For artists in Northern Ireland, the idea of a contemporary art market is something other, done elsewhere. Most do not have gallery representation – the art world here is not a commercial world; in fact, it is actively non-commercial. It exists independently from business and profit, instead holding ideas, meaning and dialogue as its most precious assets.
Not that money is a dirty word in these circles; it is the means to an end rather than the goal. The preponderance of artist-led spaces, adding up to more than 50% of the galleries in Belfast, ably demonstrates this.
The difficulty of an economically sustainable practice through self funding finds most artists seeking financial assistance, primarily through the Arts Council of Northern Ireland (ACNI). Funding does not determine quality of life, bar the celebratory cappuccino following a successful application, but facilitates the making and showing of artworks. It acts as an essential support around which discourses within the arts can flourish.
The return is immeasurable – a deeper and richer community in dialogue with a global network that extends beyond the plastic arts into wider cultural spheres: writing, theatre, music and so on. This network occupies a space of global possibilities; these are sites of potential futures. That the city derives its character from that culture makes the recent news of the Arts Council’s 100% funding cuts to two studio groups in Belfast difficult to fathom.
Paragon Studios and QSS (Queen Street Studios) are two well-established, voluntarily-run organisations that have been providing work spaces for visual artists for over 24 and 34 years respectively. Paragon consists of seven artists and a curator in residence while QSS is the largest studio provider in Northern Ireland housing up to 46 artists across two buildings – among them, recent graduates, established practitioners, PhDs and teaching staff at Belfast School of Art.
To add insult to injury, both studios have their own galleries, PS2 and QSS Gallery, which have been promoting contemporary practices within the heart of the city for many years.
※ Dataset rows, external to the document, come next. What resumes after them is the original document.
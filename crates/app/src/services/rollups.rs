use explorer_core::{RollupCounts, RollupStatus};
use explorer_db::Db;

use crate::error::Result;
use crate::services::{SharedConfig, open_db};

#[derive(Clone)]
pub struct RollupService {
    config: SharedConfig,
}

impl RollupService {
    pub(super) fn new(config: SharedConfig) -> Self {
        Self { config }
    }

    fn db(&self) -> Result<Db> {
        open_db(&self.config)
    }

    pub fn refresh(&self) -> Result<RollupCounts> {
        let mut db = self.db()?;
        Ok(db.refresh_rollups()?)
    }

    pub fn status(&self) -> Result<Vec<RollupStatus>> {
        Ok(self.db()?.rollup_status()?)
    }
}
With an international remit, these galleries have diverse programmes, hosting numerous exhibitions, community projects, research and talks on a regular basis. With Paragon/PS2 forced to close immediately following the cuts, 21 programmed gallery projects have also been lost. The closure of the exhibition space is deeply felt among the wider arts community.
These events deliver a disturbing message from decision makers. With government and policy makers increasingly trying to measure the value of the arts based on outreach, education and community engagement, the abandoning of organisations that can be defined by those terms is counterintuitive. It shows little regard for those whose footfall they previously counted and who now find fewer places to go. It suggests a turning away from the community they are supposed to serve – something which is becoming a familiar refrain around here.
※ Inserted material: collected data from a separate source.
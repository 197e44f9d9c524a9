use serde::Serialize;

/// Client-caused query rejection.
///
/// Always names the offending request field and, where the field takes one
/// of a closed set of values, the values that would have been accepted.
#[derive(Debug, Clone, PartialEq, Eq, Serialize, thiserror::Error)]
#[error("invalid {field}: {message}")]
pub struct InvalidQuery {
    pub field: String,
    #[serde(skip_serializing_if = "Option::is_none")]
    pub value: Option<String>,
    pub message: String,
    #[serde(skip_serializing_if = "Vec::is_empty")]
    pub allowed: Vec<String>,
}

impl InvalidQuery {
    pub fn new(field: impl Into<String>, message: impl Into<String>) -> Self {
        Self {
            field: field.into(),
            value: None,
            message: message.into(),
            allowed: Vec::new(),
        }
    }

    pub fn with_value(mut self, value: impl Into<String>) -> Self {
        self.value = Some(value.into());
        self
    }

    pub fn with_allowed<I, S>(mut self, allowed: I) -> Self
    where
        I: IntoIterator<Item = S>,
        S: Into<String>,
    {
        self.allowed = allowed.into_iter().map(Into::into).collect();
        self
    }
}
mod support;

use chrono::NaiveDate;
use explorer_core::{
    DailyCost, Dimension, DrilldownRequest, Metric, QueryFilters, QueryRequest,
};
use explorer_db::{Db, DbError};
use support::{assert_close, insert, make_session, make_turn, seeded_db, setup_db};

fn all_pages(db: &Db, request: DrilldownRequest) -> Vec<(String, f64)> {
    let mut sessions = Vec::new();
    let mut page = 1;
    loop {
        let result = db
            .drilldown(&request.clone().page(page, 1))
            .expect("drilldown");
        if result.sessions.is_empty() {
            assert_eq!(u64::from(page) - 1, result.pagination.total_count);
            break;
        }
        sessions.extend(
            result
                .sessions
                .into_iter()
                .map(|session| (session.session_id, session.bucket_value)),
        );
        page += 1;
    }
    sessions
}

#[test]
fn lists_contributing_sessions_with_totals() {
    let test_db = seeded_db();
    let query = QueryRequest::new(Metric::Cost, Dimension::Project);
    let result = test_db
        .db
        .drilldown(&DrilldownRequest::new(query, "beta"))
        .expect("drilldown");
    assert_eq!(result.bucket.group_value, "beta");
    assert_eq!(result.pagination.total_count, 2);
    assert_eq!(result.pagination.total_pages, 1);
    let ids: Vec<_> = result
        .sessions
        .iter()
        .map(|session| session.session_id.as_str())
        .collect();
    assert_eq!(ids, vec!["s3", "s4"]);

    let s3 = &result.sessions[0];
    assert_close(s3.bucket_value, 2.25);
    assert_close(s3.total_cost, 2.25);
    assert_eq!(s3.turns, 2);
    assert_eq!(s3.tool_calls, 2);
    assert_eq!(s3.errors, 0);
    assert_eq!(s3.user_type, "human");
    assert_eq!(s3.branch, None);
    assert_eq!(s3.tool_version, None);
    assert_eq!(result.sessions[1].user_type, "agent");
    assert_eq!(result.sessions[1].branch, None);
    assert_eq!(result.sessions[1].tool_version.as_deref(), Some("1.1.0"));
    assert_close(result.sessions[1].bucket_value, 2.0625);
}

#[test]
fn split_buckets_select_on_both_labels() {
    let test_db = seeded_db();
    let query = QueryRequest::new(Metric::ToolCalls, Dimension::Tool).split_by(Dimension::Model);
    let request = DrilldownRequest::new(query, "Bash").split_value("claude-sonnet-4");
    let result = test_db.db.drilldown(&request).expect("drilldown");
    assert_eq!(result.sessions.len(), 1);
    let s2 = &result.sessions[0];
    assert_eq!(s2.session_id, "s2");
    assert_close(s2.bucket_value, 2.0);
    assert_eq!(s2.tool_calls, 3);
    assert_eq!(s2.errors, 2);
    assert_eq!(s2.turns, 2);
    assert_close(s2.total_cost, 0.375);
    assert_eq!(s2.branch.as_deref(), Some("feature"));
}

#[test]
fn date_buckets_use_local_dates() {
    let test_db = seeded_db();
    let query = QueryRequest::new(Metric::Turns, Dimension::Date);
    let result = test_db
        .db
        .drilldown(&DrilldownRequest::new(query, "2025-12-19"))
        .expect("drilldown");
    let sessions: Vec<_> = result
        .sessions
        .iter()
        .map(|session| (session.session_id.as_str(), session.bucket_value))
        .collect();
    assert_eq!(sessions, vec![("s2", 2.0), ("s3", 1.0)]);
}

#[test]
fn pages_add_up_to_each_bucket() {
    let test_db = seeded_db();
    let queries = vec![
        QueryRequest::new(Metric::Cost, Dimension::Project).split_by(Dimension::Model),
        QueryRequest::new(Metric::ToolCalls, Dimension::Date),
        QueryRequest::new(Metric::Errors, Dimension::Branch).split_by(Dimension::Tool),
        QueryRequest::new(Metric::Sessions, Dimension::UserType),
        QueryRequest::new(Metric::Cost, Dimension::Project).with_filters(QueryFilters {
            languages: vec!["rust".to_string()],
            ..QueryFilters::default()
        }),
    ];
    for query in queries {
        let result = test_db.db.execute(&query, false).expect("query");
        for row in &result.rows {
            let mut request = DrilldownRequest::new(query.clone(), row.group.clone());
            request.split_value = row.split.clone();
            let sessions = all_pages(&test_db.db, request);
            let sum: f64 = sessions.iter().map(|(_, value)| value).sum();
            assert_close(sum, row.value);
            let mut ids: Vec<_> = sessions.iter().map(|(id, _)| id.clone()).collect();
            ids.sort();
            ids.dedup();
            assert_eq!(ids.len(), sessions.len());
        }
    }
}

#[test]
fn sub_micro_costs_add_up_to_the_bucket() {
    let mut test_db = setup_db();
    let sessions = (0..10)
        .map(|idx| {
            make_session(
                &format!("m{idx}"),
                "micro",
                Some("main"),
                false,
                None,
                "2025-12-18T09:00:00Z",
                "2025-12-18T09:30:00Z",
            )
        })
        .collect();
    let turns = (0..10)
        .map(|idx| {
            make_turn(
                idx + 1,
                &format!("m{idx}"),
                "2025-12-18T09:05:00Z",
                Some("claude-opus-4"),
                0.0000004,
            )
        })
        .collect();
    insert(&mut test_db.db, sessions, turns, Vec::new());

    let query = QueryRequest::new(Metric::Cost, Dimension::Project);
    let result = test_db.db.execute(&query, false).expect("query");
    assert_eq!(result.rows.len(), 1);
    assert_close(result.rows[0].value, 0.000004);

    let sessions = all_pages(&test_db.db, DrilldownRequest::new(query, "micro"));
    assert_eq!(sessions.len(), 10);
    let sum: f64 = sessions.iter().map(|(_, value)| value).sum();
    assert_close(sum, result.rows[0].value);
    assert!(sessions.iter().all(|(_, value)| *value > 0.0));
}

#[test]
fn pages_past_the_end_are_empty() {
    let test_db = seeded_db();
    let query = QueryRequest::new(Metric::Cost, Dimension::Project);
    let result = test_db
        .db
        .drilldown(&DrilldownRequest::new(query, "alpha").page(3, 1))
        .expect("drilldown");
    assert!(result.sessions.is_empty());
    assert_eq!(result.pagination.total_count, 2);
    assert_eq!(result.pagination.total_pages, 2);
}

#[test]
fn rejects_placeholder_and_mismatched_selectors() {
    let test_db = seeded_db();
    let query = QueryRequest::new(Metric::Cost, Dimension::Model);
    let err = test_db
        .db
        .drilldown(&DrilldownRequest::new(query.clone(), "unknown"))
        .expect_err("placeholder");
    assert!(matches!(err, DbError::InvalidQuery(ref inner) if inner.field == "group_value"));

    let err = test_db
        .db
        .drilldown(&DrilldownRequest::new(query, "claude-opus-4").split_value("alpha"))
        .expect_err("split without split_by");
    assert!(matches!(err, DbError::InvalidQuery(ref inner) if inner.field == "split_value"));
}

#[test]
fn session_cost_trend_uses_local_days() {
    let test_db = seeded_db();
    let date = |d: u32| NaiveDate::from_ymd_opt(2025, 12, d).expect("date");
    assert_eq!(
        test_db.db.session_cost_trend("s3").expect("trend"),
        vec![
            DailyCost {
                date: date(19),
                cost: 1.5
            },
            DailyCost {
                date: date(20),
                cost: 0.75
            },
        ]
    );
    assert_eq!(
        test_db.db.session_cost_trend("s2").expect("trend"),
        vec![DailyCost {
            date: date(19),
            cost: 0.375
        }]
    );
    assert!(test_db.db.session_cost_trend("missing").expect("trend").is_empty());
}
pub mod error;
pub mod facts;
pub mod mining;
pub mod model;
pub mod query;
pub mod registry;
pub mod spawn;
pub mod time;

pub use error::InvalidQuery;
pub use facts::{SessionRecord, ToolCallRecord, TurnRecord, TurnTokens};
pub use mining::{
    AnomalyOptions, BranchDailyCost, CostAnomaly, RetryLoop, SequencePattern, ToolEvent,
    Transition, detect_cost_anomalies, detect_retry_loops, mine_sequences, mine_transitions,
};
pub use model::{ModelName, NONE_LABEL, SENTINEL_MODEL_LABELS, SYNTHETIC_MODEL};
pub use query::{
    AggregateRow, Bucket, DailyCost, DrilldownRequest, DrilldownResult, DrilldownSession,
    ExecutionPath, FilterOption, FilterOptions, Pagination, PatternFilters, QueryFilters,
    QueryMetadata, QueryRequest, QueryResult, RollupCounts, RollupStatus,
};
pub use registry::{Dimension, FactFamily, Metric, allowed_dimensions, legal_combinations};
pub use spawn::{
    BrokenEdge, FailureHandoff, HandoffDirection, HandoffReport, HandoffSummary, SessionOutcome,
    SpawnForest, SpawnNode, detect_failure_handoffs,
};
pub use time::Timezone;
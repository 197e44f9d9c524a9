use std::path::Path;

use explorer_core::Timezone;
use rusqlite::Connection;

mod aggregate;
mod dispatch;
mod drilldown;
pub mod error;
mod events;
mod facts;
mod filter_options;
mod local_date;
mod migrations;
mod rollups;
mod strategy;

pub use error::{DbError, Result};
pub use local_date::local_date_expr;

/// Handle over the session fact store and its daily rollups.
///
/// Every local-date computation made through one handle uses the same
/// timezone, so raw queries, rollups and drill-downs agree on bucket dates.
pub struct Db {
    conn: Connection,
    timezone: Timezone,
}

impl Db {
    pub fn open(path: impl AsRef<Path>) -> Result<Self> {
        let conn = Connection::open(path)?;
        conn.pragma_update(None, "journal_mode", "WAL")?;
        conn.pragma_update(None, "synchronous", "NORMAL")?;
        conn.pragma_update(None, "temp_store", "MEMORY")?;
        conn.pragma_update(None, "cache_size", -20_000)?;
        Ok(Self {
            conn,
            timezone: Timezone::default(),
        })
    }

    pub fn with_timezone(mut self, timezone: Timezone) -> Self {
        self.timezone = timezone;
        self
    }

    pub fn timezone(&self) -> Timezone {
        self.timezone
    }
}
mod explorer;
mod patterns;
mod rollups;

use std::sync::Arc;

use crate::config::ExplorerConfig;
use crate::error::Result;
use explorer_db::Db;

pub use explorer::ExplorerService;
pub use patterns::PatternsService;
pub use rollups::RollupService;

type SharedConfig = Arc<ExplorerConfig>;

/// Service registry for app-level operations.
#[derive(Clone)]
pub struct AppServices {
    pub explorer: ExplorerService,
    pub patterns: PatternsService,
    pub rollups: RollupService,
}

impl AppServices {
    pub fn new(config: &ExplorerConfig) -> Self {
        let shared = Arc::new(config.clone());
        Self {
            explorer: ExplorerService::new(shared.clone()),
            patterns: PatternsService::new(shared.clone()),
            rollups: RollupService::new(shared),
        }
    }
}

fn open_db(config: &SharedConfig) -> Result<Db> {
    Ok(Db::open(&config.db_path)?.with_timezone(config.timezone))
}
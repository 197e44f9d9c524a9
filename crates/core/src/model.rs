use serde::{Deserialize, Serialize};

/// Label used for any text dimension whose stored value is missing or blank.
pub const NONE_LABEL: &str = "(none)";

/// Model value written by the client for locally synthesized messages.
pub const SYNTHETIC_MODEL: &str = "<synthetic>";

/// Lower-cased model labels that never count as a real model.
pub const SENTINEL_MODEL_LABELS: &[&str] = &[NONE_LABEL, "unknown", SYNTHETIC_MODEL];

#[derive(Debug, Clone, PartialEq, Eq, Hash, Serialize, Deserialize)]
#[serde(tag = "kind", content = "name", rename_all = "snake_case")]
pub enum ModelName {
    Known(String),
    Unknown,
    Synthetic,
}

impl ModelName {
    pub fn parse(raw: Option<&str>) -> Self {
        let Some(value) = raw.map(str::trim).filter(|value| !value.is_empty()) else {
            return ModelName::Unknown;
        };
        let lower = value.to_ascii_lowercase();
        if lower == SYNTHETIC_MODEL {
            return ModelName::Synthetic;
        }
        if SENTINEL_MODEL_LABELS.contains(&lower.as_str()) {
            return ModelName::Unknown;
        }
        ModelName::Known(value.to_string())
    }

    pub fn is_known(&self) -> bool {
        matches!(self, ModelName::Known(_))
    }

    pub fn as_known(&self) -> Option<&str> {
        match self {
            ModelName::Known(name) => Some(name),
            ModelName::Unknown | ModelName::Synthetic => None,
        }
    }
}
Amid widespread economic cuts, the situation in Northern Ireland is particularly fraught. An absence of devolved government leaves politicians unaccountable as the Department of Communities mete out unchallenged budgetary decisions. This makes assigning blame difficult, or perhaps systemic. However,the ACNI should be an ally in such circumstances, working on behalf of artists and organisations. But with an 8% cut passed on for 2018/19, they made a business decision to axe funding to seven of the 107 eligible arts organisations rather than make efforts to support them.
To put this in perspective, £13.1 million has been allotted in annual funding. Last year’s total funding for Paragon and QSS for both the studios and galleries was under £50,000. Such ruthless decisions based on relatively small sums betray the solidarity of the arts sector and follow revelations of internal conflict within the ACNI regarding chair John Edmund, who has repeatedly claimed that the arts sector relies too heavily on government support.
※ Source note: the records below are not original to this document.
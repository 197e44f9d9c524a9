#![allow(dead_code)]

use std::path::PathBuf;

use explorer_core::{SessionRecord, Timezone, ToolCallRecord, TurnRecord, TurnTokens};
use explorer_db::Db;
use tempfile::TempDir;

pub struct TestDb {
    pub _dir: TempDir,
    pub db: Db,
    pub path: PathBuf,
}

/// Fixtures are written in UTC and read two hours east of it, so a turn at
/// 22:30Z lands on the next local day.
pub fn test_timezone() -> Timezone {
    Timezone::fixed_hours(2)
}

pub fn setup_db() -> TestDb {
    let dir = tempfile::tempdir().expect("temp dir");
    let path = dir.path().join("test.sqlite");
    let mut db = Db::open(&path)
        .expect("open db")
        .with_timezone(test_timezone());
    db.migrate().expect("migrate db");
    TestDb {
        _dir: dir,
        db,
        path,
    }
}

pub fn reopen(test_db: &TestDb, timezone: Timezone) -> Db {
    Db::open(&test_db.path)
        .expect("reopen db")
        .with_timezone(timezone)
}

pub fn make_session(
    id: &str,
    project: &str,
    branch: Option<&str>,
    is_agent: bool,
    parent: Option<&str>,
    first: &str,
    last: &str,
) -> SessionRecord {
    SessionRecord {
        id: id.to_string(),
        project: project.to_string(),
        first_timestamp: first.to_string(),
        last_timestamp: last.to_string(),
        duration_seconds: 600,
        is_agent,
        parent_session_id: parent.map(str::to_string),
        branch: branch.map(str::to_string),
        tool_version: Some("1.0.0".to_string()),
    }
}

pub fn make_turn(
    id: i64,
    session_id: &str,
    timestamp: &str,
    model: Option<&str>,
    cost_usd: f64,
) -> TurnRecord {
    TurnRecord {
        id,
        uuid: format!("turn-{}", id),
        session_id: session_id.to_string(),
        timestamp: timestamp.to_string(),
        model: model.map(str::to_string),
        tokens: TurnTokens {
            input_tokens: 100,
            output_tokens: 40,
            cache_read_tokens: 10,
            cache_write_tokens: 5,
            ephemeral_5m_tokens: 0,
            ephemeral_1h_tokens: 0,
        },
        thinking_chars: 20,
        cost_usd,
        stop_reason: Some("end_turn".to_string()),
        is_sidechain: false,
        is_meta: false,
        entry_type: "assistant".to_string(),
    }
}

pub fn make_call(
    id: i64,
    turn_id: i64,
    session_id: &str,
    timestamp: &str,
    tool: &str,
    success: bool,
) -> ToolCallRecord {
    ToolCallRecord {
        id,
        turn_id,
        session_id: session_id.to_string(),
        timestamp: timestamp.to_string(),
        tool_name: tool.to_string(),
        success,
        error_category: None,
        lines_added: 0,
        lines_deleted: 0,
        loc_written: 0,
        language: None,
        file_path: None,
    }
}

pub fn insert(
    db: &mut Db,
    sessions: Vec<SessionRecord>,
    turns: Vec<TurnRecord>,
    calls: Vec<ToolCallRecord>,
) {
    db.insert_sessions(&sessions).expect("insert sessions");
    db.insert_turns(&turns).expect("insert turns");
    db.insert_tool_calls(&calls).expect("insert tool calls");
}

/// Four sessions over three local days:
///
/// - `s1` alpha/main, human, two turns on Dec 18 (one `<synthetic>`).
/// - `s2` alpha/feature, agent spawned by `s1`, starts 22:30Z on Dec 18,
///   which is Dec 19 locally; one turn has no model.
/// - `s3` beta, no branch, human, turns on Dec 19 and Dec 20.
/// - `s4` beta, blank branch, agent spawned by `s3`, one `unknown` turn.
///
/// Costs are dyadic so sums compare exactly.
pub fn seed(db: &mut Db) {
    let mut s1 = make_session(
        "s1",
        "alpha",
        Some("main"),
        false,
        None,
        "2025-12-18T08:00:00Z",
        "2025-12-18T10:00:00Z",
    );
    s1.duration_seconds = 7200;
    let s2 = make_session(
        "s2",
        "alpha",
        Some("feature"),
        true,
        Some("s1"),
        "2025-12-18T22:30:00Z",
        "2025-12-18T23:30:00Z",
    );
    let mut s3 = make_session(
        "s3",
        "beta",
        None,
        false,
        None,
        "2025-12-19T09:00:00Z",
        "2025-12-20T09:00:00Z",
    );
    s3.tool_version = None;
    let mut s4 = make_session(
        "s4",
        "beta",
        Some("  "),
        true,
        Some("s3"),
        "2025-12-20T12:00:00Z",
        "2025-12-20T12:30:00Z",
    );
    s4.tool_version = Some("1.1.0".to_string());

    let mut t2 = make_turn(2, "s1", "2025-12-18T09:00:00Z", Some("<synthetic>"), 0.0);
    t2.stop_reason = None;
    let mut t3 = make_turn(3, "s2", "2025-12-18T22:30:00Z", Some("claude-sonnet-4"), 0.25);
    t3.stop_reason = Some("tool_use".to_string());
    let mut t4 = make_turn(4, "s2", "2025-12-18T23:00:00.500Z", None, 0.125);
    t4.entry_type = "user".to_string();
    t4.stop_reason = None;
    let turns = vec![
        make_turn(1, "s1", "2025-12-18T08:00:00Z", Some("claude-opus-4"), 0.5),
        t2,
        t3,
        t4,
        make_turn(5, "s3", "2025-12-19T09:00:00Z", Some("claude-opus-4"), 1.5),
        make_turn(6, "s3", "2025-12-20T09:00:00Z", Some("claude-sonnet-4"), 0.75),
        make_turn(7, "s4", "2025-12-20T12:00:00Z", Some("unknown"), 0.0625),
        make_turn(8, "s4", "2025-12-20T12:10:00Z", Some("claude-sonnet-4"), 2.0),
    ];

    let rust = |mut call: ToolCallRecord| {
        call.language = Some("rust".to_string());
        call.file_path = Some("src/lib.rs".to_string());
        call
    };
    let python = |mut call: ToolCallRecord| {
        call.language = Some("python".to_string());
        call.file_path = Some("app.py".to_string());
        call
    };
    let mut c2 = rust(make_call(2, 1, "s1", "2025-12-18T08:00:20Z", "Write", false));
    c2.error_category = Some("permission".to_string());
    c2.lines_added = 10;
    let mut c3 = rust(make_call(3, 1, "s1", "2025-12-18T08:00:30Z", "Write", true));
    c3.lines_added = 12;
    c3.lines_deleted = 2;
    c3.loc_written = 12;
    let mut c4 = make_call(4, 3, "s2", "2025-12-18T22:30:10Z", "Bash", false);
    c4.error_category = Some("exit_code".to_string());
    let mut c5 = make_call(5, 3, "s2", "2025-12-18T22:30:20Z", "Bash", false);
    c5.error_category = Some("exit_code".to_string());
    let mut c8 = python(make_call(8, 6, "s3", "2025-12-20T09:00:10Z", "Edit", true));
    c8.lines_added = 3;
    c8.lines_deleted = 1;
    c8.loc_written = 3;
    let mut c10 = make_call(10, 2, "s1", "2025-12-18T09:00:10Z", "Read", true);
    c10.language = Some(String::new());
    let calls = vec![
        rust(make_call(1, 1, "s1", "2025-12-18T08:00:10Z", "Read", true)),
        c2,
        c3,
        c4,
        c5,
        make_call(6, 4, "s2", "2025-12-18T23:00:10Z", "Bash", true),
        python(make_call(7, 5, "s3", "2025-12-19T09:00:10Z", "Read", true)),
        c8,
        make_call(9, 8, "s4", "2025-12-20T12:10:10Z", "Grep", true),
        c10,
    ];

    insert(db, vec![s1, s2, s3, s4], turns, calls);
}

pub fn seeded_db() -> TestDb {
    let mut test_db = setup_db();
    seed(&mut test_db.db);
    test_db
}

pub fn assert_close(actual: f64, expected: f64) {
    assert!(
        (actual - expected).abs() < 1e-9,
        "expected {expected}, got {actual}"
    );
}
While ACNI board members seek to distance themselves from those views, they are symptomatic of a more troubling relationship government has with the arts. The last six years saw a 30% cut of £23 million to the arts sector in Northern Ireland, a gradual reduction of state funding that shows no signs of waning. This amounts to the erosion of culture itself – at this rate, a generation or two from now will see a severing of public funding of the arts, pushing the sector further towards the margins of society.
Or perhaps not. This need not be an obituary. At the time of writing, both Paragon and QSS are preparing appeals to challenge their defunding – allowing ACNI the opportunity to reassess their position and potentially change the future for the better.